Accenture joins the consultancy deluge into all things blockchain-thought-leader-y with a very well written report entitled Blockchain in the Investment Bank:
3. FinTech Odds 'n Ends
American Banker highlights how banks have started to warm to opening up internal systems to outsiders via APIs:
"It's like breaking a few windows to let free air and light in," said Andres Wolberg-Stok, global head of emerging platforms and services at Citi. "It ends up benefiting fintech as a space." The new openness is unprecedented, unless you look at other industries. "Google makes their Maps API available. PayPal makes their payment API available. FedEx makes their location and tracking APIs available," pointed out Eric Connors, senior vice president of products at Yodlee, a company that provides account aggregation and API integration services to banks. For those well-known brands, the motive is to move more transactions or users through their systems.

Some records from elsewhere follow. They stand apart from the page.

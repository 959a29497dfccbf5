//! Cart operations.

use common::{Money, ProductId, UserId};
use serde::Serialize;
use store::{CartItem, CartLine, Store};

use crate::error::CartError;

/// A user's cart as shown to them: lines at current prices and their sum.
#[derive(Debug, Clone, PartialEq, Eq, Serialize)]
pub struct Cart {
    pub user_id: UserId,
    pub lines: Vec<CartLine>,
    pub total: Money,
}

impl Cart {
    pub fn is_empty(&self) -> bool {
        self.lines.is_empty()
    }
}

/// Adds to and reads users' carts.
///
/// Adding an item does not reserve stock; availability is only checked at
/// checkout.
pub struct CartService<S: Store> {
    store: S,
}

impl<S: Store> CartService<S> {
    pub fn new(store: S) -> Self {
        Self { store }
    }

    /// Appends `quantity` units of a product to a user's cart.
    #[tracing::instrument(skip(self))]
    pub async fn add_item(
        &self,
        user_id: UserId,
        product_id: ProductId,
        quantity: u32,
    ) -> Result<CartItem, CartError> {
        if quantity == 0 {
            return Err(CartError::InvalidQuantity { quantity });
        }

        self.store
            .get_product(product_id)
            .await?
            .ok_or(CartError::ProductNotFound(product_id))?;

        let item = CartItem::new(user_id, product_id, quantity);
        self.store.add_cart_item(&item).await?;
        tracing::debug!(item_id = %item.id, "cart item added");
        Ok(item)
    }

    /// Returns a user's cart; an unknown user has an empty one.
    #[tracing::instrument(skip(self))]
    pub async fn cart(&self, user_id: UserId) -> Result<Cart, CartError> {
        let lines = self.store.cart_lines(user_id).await?;
        let total = domain::total_price(&lines)?;
        Ok(Cart {
            user_id,
            lines,
            total,
        })
    }
}
//! Events carried on the bus.

use common::{OrderId, OrderStatus};
use serde::{Deserialize, Serialize};

use crate::Result;

/// Announces that an order reached a new status.
///
/// Encoded as JSON `{"order_id": "<uuid>", "status": "<status>"}` and keyed
/// by order id, so every event of one order lands on the same partition.
#[derive(Debug, Clone, Copy, PartialEq, Eq, Serialize, Deserialize)]
pub struct OrderStatusEvent {
    pub order_id: OrderId,
    pub status: OrderStatus,
}

impl OrderStatusEvent {
    pub fn new(order_id: OrderId, status: OrderStatus) -> Self {
        Self { order_id, status }
    }

    /// Partitioning key.
    pub fn key(&self) -> String {
        self.order_id.to_string()
    }

    pub fn to_bytes(&self) -> Result<Vec<u8>> {
        Ok(serde_json::to_vec(self)?)
    }

    pub fn from_bytes(bytes: &[u8]) -> Result<Self> {
        Ok(serde_json::from_slice(bytes)?)
    }
}
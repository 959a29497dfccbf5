use serde::{Deserialize, Serialize};
use thiserror::Error;

/// Persisted status of an order.
///
/// ```text
/// pending ──┬──► completed
///           └──► canceled
/// ```
#[derive(Debug, Clone, Copy, PartialEq, Eq, Hash, Default, Serialize, Deserialize)]
#[serde(rename_all = "lowercase")]
pub enum OrderStatus {
    /// Stock is reserved and the order awaits a payment outcome.
    #[default]
    Pending,

    /// Payment succeeded and stock was deducted (terminal).
    Completed,

    /// Payment failed and the reservation was released (terminal).
    Canceled,
}

impl OrderStatus {
    /// Returns true if no further transition is possible.
    pub fn is_terminal(&self) -> bool {
        matches!(self, OrderStatus::Completed | OrderStatus::Canceled)
    }

    /// Returns the status as stored in the database and sent on the bus.
    pub fn as_str(&self) -> &'static str {
        match self {
            OrderStatus::Pending => "pending",
            OrderStatus::Completed => "completed",
            OrderStatus::Canceled => "canceled",
        }
    }
}

impl std::fmt::Display for OrderStatus {
    fn fmt(&self, f: &mut std::fmt::Formatter<'_>) -> std::fmt::Result {
        f.write_str(self.as_str())
    }
}

/// Returned when a stored status string is not one of the known values.
#[derive(Debug, Clone, PartialEq, Eq, Error)]
#[error("unknown order status: {0}")]
pub struct ParseStatusError(pub String);

impl std::str::FromStr for OrderStatus {
    type Err = ParseStatusError;

    fn from_str(s: &str) -> Result<Self, Self::Err> {
        match s {
            "pending" => Ok(OrderStatus::Pending),
            "completed" => Ok(OrderStatus::Completed),
            "canceled" => Ok(OrderStatus::Canceled),
            other => Err(ParseStatusError(other.to_string())),
        }
    }
}
//! Checkout: cart to pending order.

use std::time::Instant;

use chrono::Utc;
use common::{LineId, Money, OrderId, OrderStatus, UserId};
use domain::{InventoryLedger, total_price};
use serde::Serialize;
use store::{OrderLine, OrderRecord, Store, Transaction};

use crate::error::CheckoutError;

/// The result of a successful checkout.
#[derive(Debug, Clone, PartialEq, Eq, Serialize)]
pub struct PlacedOrder {
    pub order_id: OrderId,
    pub user_id: UserId,
    pub status: OrderStatus,
    pub total_price: Money,
    pub lines: Vec<OrderLine>,
}

/// Turns a user's cart into a pending order.
///
/// Everything happens in one transaction: the cart rows are read and locked,
/// stock is reserved for every line, the order and its lines are written and
/// the rows read are deleted. Any failure rolls all of it back, so a checkout either fully
/// happens or leaves no trace.
pub struct CheckoutOrchestrator<S: Store> {
    store: S,
}

impl<S: Store> CheckoutOrchestrator<S> {
    pub fn new(store: S) -> Self {
        Self { store }
    }

    /// Places an order for everything in the user's cart.
    #[tracing::instrument(skip(self))]
    pub async fn checkout(&self, user_id: UserId) -> Result<PlacedOrder, CheckoutError> {
        metrics::counter!("checkouts_total").increment(1);
        let start = Instant::now();

        let result = self.run(user_id).await;

        metrics::histogram!("checkout_duration_seconds").record(start.elapsed().as_secs_f64());
        match &result {
            Ok(placed) => tracing::info!(
                order_id = %placed.order_id,
                total_price = %placed.total_price,
                lines = placed.lines.len(),
                "order placed"
            ),
            Err(e) => {
                metrics::counter!("checkout_failures_total", "reason" => failure_reason(e))
                    .increment(1);
                tracing::warn!(error = %e, "checkout failed");
            }
        }
        result
    }

    async fn run(&self, user_id: UserId) -> Result<PlacedOrder, CheckoutError> {
        let mut tx = self.store.begin().await?;
        match place(tx.as_mut(), user_id).await {
            Ok(placed) => {
                tx.commit().await?;
                Ok(placed)
            }
            Err(e) => {
                if let Err(rollback) = tx.rollback().await {
                    tracing::warn!(error = %rollback, "rollback failed");
                }
                Err(e)
            }
        }
    }
}

async fn place(tx: &mut dyn Transaction, user_id: UserId) -> Result<PlacedOrder, CheckoutError> {
    // Locks the cart rows: a concurrent checkout of the same cart waits here
    // and then finds the rows gone.
    let mut lines = tx.lock_cart(user_id).await?;
    if lines.is_empty() {
        return Err(CheckoutError::EmptyCart(user_id));
    }

    // Two carts sharing products must lock their rows in the same order.
    lines.sort_by_key(|line| line.product_id);
    for line in &lines {
        InventoryLedger::reserve(tx, line.product_id, line.quantity).await?;
    }

    // Priced from the snapshot read above, not from the product rows now.
    let order = OrderRecord {
        id: OrderId::new(),
        user_id,
        total_price: total_price(&lines)?,
        status: OrderStatus::Pending,
        created_at: Utc::now(),
    };
    tx.insert_order(&order).await?;

    let mut order_lines = Vec::with_capacity(lines.len());
    for line in &lines {
        let order_line = OrderLine {
            id: LineId::new(),
            order_id: order.id,
            product_id: line.product_id,
            unit_price: line.unit_price,
            quantity: line.quantity,
        };
        tx.insert_order_line(&order_line).await?;
        order_lines.push(order_line);
    }

    // Only the rows read above; anything added since stays in the cart.
    let item_ids: Vec<LineId> = lines.iter().map(|line| line.item_id).collect();
    tx.remove_cart_items(&item_ids).await?;

    Ok(PlacedOrder {
        order_id: order.id,
        user_id,
        status: order.status,
        total_price: order.total_price,
        lines: order_lines,
    })
}

fn failure_reason(err: &CheckoutError) -> &'static str {
    match err {
        CheckoutError::EmptyCart(_) => "empty_cart",
        CheckoutError::ProductNotFound(_) => "product_not_found",
        CheckoutError::OutOfStock { .. } => "out_of_stock",
        CheckoutError::Inventory(_) => "inventory",
        CheckoutError::Pricing(_) => "pricing",
        CheckoutError::Store(_) => "store",
    }
}
//! Liveness endpoint.

use axum::Json;
use serde::Serialize;

#[derive(Serialize)]
pub struct HealthResponse {
    pub status: &'static str,
    pub version: &'static str,
}

/// GET /health: liveness probe.
pub async fn check() -> Json<HealthResponse> {
    Json(HealthResponse {
        status: "ok",
        version: env!("CARGO_PKG_VERSION"),
    })
}
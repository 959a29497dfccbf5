//! Concurrency tests for checkout and settlement against PostgreSQL.
//!
//! These tests use a shared PostgreSQL container for efficiency.
//! Run with:
//!
//! ```bash
//! cargo test -p workflow --test postgres_concurrency -- --test-threads=1
//! ```

use std::sync::Arc;
use std::time::Duration;

use common::{Money, OrderId, OrderStatus, ProductId, UserId};
use domain::PaymentOutcome;
use messaging::{InMemoryBus, OrderStatusPublisher};
use serial_test::serial;
use store::{PostgresStore, Product, Store};
use testcontainers::{ContainerAsync, runners::AsyncRunner};
use testcontainers_modules::postgres::Postgres;
use tokio::sync::OnceCell;
use workflow::{
    CartService, CheckoutError, CheckoutOrchestrator, Settlement, SettlementProcessor,
};

const TOPIC: &str = "order_status";

/// Shared container info - container stays alive for all tests
struct ContainerInfo {
    #[allow(dead_code)] // Container must stay alive for tests
    container: ContainerAsync<Postgres>,
    connection_string: String,
}

/// Global shared container
static CONTAINER: OnceCell<Arc<ContainerInfo>> = OnceCell::const_new();

async fn get_container_info() -> Arc<ContainerInfo> {
    CONTAINER
        .get_or_init(|| async {
            let container = Postgres::default().start().await.unwrap();

            let host = container.get_host().await.unwrap();
            let port = container.get_host_port_ipv4(5432).await.unwrap();

            let connection_string =
                format!("postgres://postgres:postgres@{}:{}/postgres", host, port);

            let store = PostgresStore::connect(&connection_string, 1).await.unwrap();
            store.run_migrations().await.unwrap();
            store.pool().close().await;

            Arc::new(ContainerInfo {
                container,
                connection_string,
            })
        })
        .await
        .clone()
}

struct Harness {
    store: PostgresStore,
    bus: InMemoryBus,
    cart: CartService<PostgresStore>,
    checkout: Arc<CheckoutOrchestrator<PostgresStore>>,
    settlement: Arc<SettlementProcessor<PostgresStore>>,
}

impl Harness {
    async fn new() -> Self {
        let info = get_container_info().await;
        let store = PostgresStore::connect(&info.connection_string, 16)
            .await
            .unwrap();
        let bus = InMemoryBus::new();
        let publisher = OrderStatusPublisher::new(Arc::new(bus.clone()), TOPIC);

        Self {
            cart: CartService::new(store.clone()),
            checkout: Arc::new(CheckoutOrchestrator::new(store.clone())),
            settlement: Arc::new(SettlementProcessor::new(store.clone(), publisher)),
            store,
            bus,
        }
    }

    async fn product(&self, stock: u32) -> ProductId {
        let product = Product::new("Widget", Money::from_cents(1000), stock);
        self.store.insert_product(&product).await.unwrap();
        product.id
    }

    async fn stock(&self, product_id: ProductId) -> (u32, u32) {
        let product = self.store.get_product(product_id).await.unwrap().unwrap();
        (product.stock, product.reserved_stock)
    }

    async fn pending_order(&self, product_id: ProductId, quantity: u32) -> OrderId {
        let user_id = UserId::new();
        self.cart.add_item(user_id, product_id, quantity).await.unwrap();
        self.checkout.checkout(user_id).await.unwrap().order_id
    }

    async fn settle_concurrently(
        &self,
        order_id: OrderId,
        outcomes: &[PaymentOutcome],
    ) -> Vec<Settlement> {
        let handles: Vec<_> = outcomes
            .iter()
            .map(|&outcome| {
                let settlement = Arc::clone(&self.settlement);
                tokio::spawn(async move { settlement.settle(order_id, outcome).await })
            })
            .collect();

        futures_util::future::join_all(handles)
            .await
            .into_iter()
            .map(|joined| joined.unwrap().unwrap())
            .collect()
    }
}

#[tokio::test(flavor = "multi_thread", worker_threads = 4)]
#[serial]
async fn concurrent_checkouts_never_oversell() {
    let h = Harness::new().await;
    let product = h.product(5).await;

    let mut users = Vec::new();
    for _ in 0..6 {
        let user = UserId::new();
        h.cart.add_item(user, product, 2).await.unwrap();
        users.push(user);
    }

    let handles: Vec<_> = users
        .iter()
        .map(|&user| {
            let checkout = Arc::clone(&h.checkout);
            tokio::spawn(async move { checkout.checkout(user).await })
        })
        .collect();
    let results = futures_util::future::join_all(handles).await;

    let mut placed = 0;
    for result in results {
        match result.unwrap() {
            Ok(_) => placed += 1,
            Err(CheckoutError::OutOfStock { .. }) => {}
            Err(other) => panic!("unexpected error: {other:?}"),
        }
    }

    assert_eq!(placed, 2);
    assert_eq!(h.stock(product).await, (5, 4));

    let mut orders = 0;
    for user in users {
        orders += h.store.orders_for_user(user).await.unwrap().len();
    }
    assert_eq!(orders, 2);
}

#[tokio::test(flavor = "multi_thread", worker_threads = 4)]
#[serial]
async fn single_units_are_granted_exactly_up_to_stock() {
    let h = Harness::new().await;
    let product = h.product(3).await;

    let mut users = Vec::new();
    for _ in 0..8 {
        let user = UserId::new();
        h.cart.add_item(user, product, 1).await.unwrap();
        users.push(user);
    }

    let handles: Vec<_> = users
        .into_iter()
        .map(|user| {
            let checkout = Arc::clone(&h.checkout);
            tokio::spawn(async move { checkout.checkout(user).await })
        })
        .collect();
    let placed = futures_util::future::join_all(handles)
        .await
        .into_iter()
        .filter(|result| matches!(result, Ok(Ok(_))))
        .count();

    assert_eq!(placed, 3);
    assert_eq!(h.stock(product).await, (3, 3));
}

#[tokio::test(flavor = "multi_thread", worker_threads = 4)]
#[serial]
async fn same_cart_checked_out_twice_yields_one_order() {
    let h = Harness::new().await;
    let product = h.product(10).await;
    let user = UserId::new();
    h.cart.add_item(user, product, 2).await.unwrap();

    // Hold the stock row so both checkouts are in flight at once.
    let mut blocker = h.store.begin().await.unwrap();
    blocker.lock_stock(product).await.unwrap();

    let handles: Vec<_> = (0..2)
        .map(|_| {
            let checkout = Arc::clone(&h.checkout);
            tokio::spawn(async move { checkout.checkout(user).await })
        })
        .collect();
    tokio::time::sleep(Duration::from_millis(300)).await;
    blocker.commit().await.unwrap();

    let results: Vec<_> = futures_util::future::join_all(handles)
        .await
        .into_iter()
        .map(|joined| joined.unwrap())
        .collect();

    assert_eq!(results.iter().filter(|r| r.is_ok()).count(), 1);
    assert!(
        results
            .iter()
            .any(|r| matches!(r, Err(CheckoutError::EmptyCart(id)) if *id == user))
    );
    assert_eq!(h.store.orders_for_user(user).await.unwrap().len(), 1);
    assert_eq!(h.stock(product).await, (10, 2));
}

#[tokio::test(flavor = "multi_thread", worker_threads = 4)]
#[serial]
async fn item_added_during_checkout_stays_in_cart() {
    let h = Harness::new().await;
    let product = h.product(10).await;
    let late = h.product(10).await;
    let user = UserId::new();
    h.cart.add_item(user, product, 2).await.unwrap();

    let mut blocker = h.store.begin().await.unwrap();
    blocker.lock_stock(product).await.unwrap();

    let pending = {
        let checkout = Arc::clone(&h.checkout);
        tokio::spawn(async move { checkout.checkout(user).await })
    };
    tokio::time::sleep(Duration::from_millis(300)).await;
    h.cart.add_item(user, late, 1).await.unwrap();
    blocker.commit().await.unwrap();

    let placed = pending.await.unwrap().unwrap();
    assert_eq!(placed.lines.len(), 1);
    assert_eq!(placed.lines[0].product_id, product);

    let cart = h.cart.cart(user).await.unwrap();
    assert_eq!(cart.lines.len(), 1);
    assert_eq!(cart.lines[0].product_id, late);
    assert_eq!(h.stock(late).await, (10, 0));
}

#[tokio::test(flavor = "multi_thread", worker_threads = 4)]
#[serial]
async fn concurrent_duplicate_settlements_converge() {
    let h = Harness::new().await;
    let product = h.product(5).await;
    let order_id = h.pending_order(product, 2).await;

    let results = h
        .settle_concurrently(order_id, &[PaymentOutcome::Success; 8])
        .await;

    assert_eq!(results.iter().filter(|s| s.is_applied()).count(), 1);
    assert!(results.iter().all(|s| s.status() == OrderStatus::Completed));
    assert_eq!(h.stock(product).await, (3, 0));
    assert_eq!(h.bus.messages(TOPIC).await.len(), 1);
}

#[tokio::test(flavor = "multi_thread", worker_threads = 4)]
#[serial]
async fn conflicting_outcomes_settle_once() {
    let h = Harness::new().await;
    let product = h.product(5).await;
    let order_id = h.pending_order(product, 2).await;

    let outcomes = [
        PaymentOutcome::Success,
        PaymentOutcome::Failure,
        PaymentOutcome::Success,
        PaymentOutcome::Failure,
    ];
    let results = h.settle_concurrently(order_id, &outcomes).await;

    let applied: Vec<_> = results.iter().filter(|s| s.is_applied()).collect();
    assert_eq!(applied.len(), 1);
    let winner = applied[0].status();
    assert!(results.iter().all(|s| s.status() == winner));

    let expected = match winner {
        OrderStatus::Completed => (3, 0),
        _ => (5, 0),
    };
    assert_eq!(h.stock(product).await, expected);
    assert_eq!(h.bus.messages(TOPIC).await.len(), 1);
}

For banks, the main driver is innovation. By sharing APIs, in some cases through hackathons in which outside developers are given software tools for a prescribed amount of time with which to build new apps, new ideas can be generated and tested.
McKinsey goes for the headlines by arguing that the oft-hyped Internet-of-Things opportunity is, in fact, underhyped. And boy, do they hype it:
Yet it is interesting to note that McKinsey cuts their hyperbolic forecast by 2/3rds noting "If machines can’t talk to each other, says McKinsey, the Internet of Things might only be a $3.9 trillion opportunity." Offering another potential pot of gold for those exploring machine-to-machine distributed networks...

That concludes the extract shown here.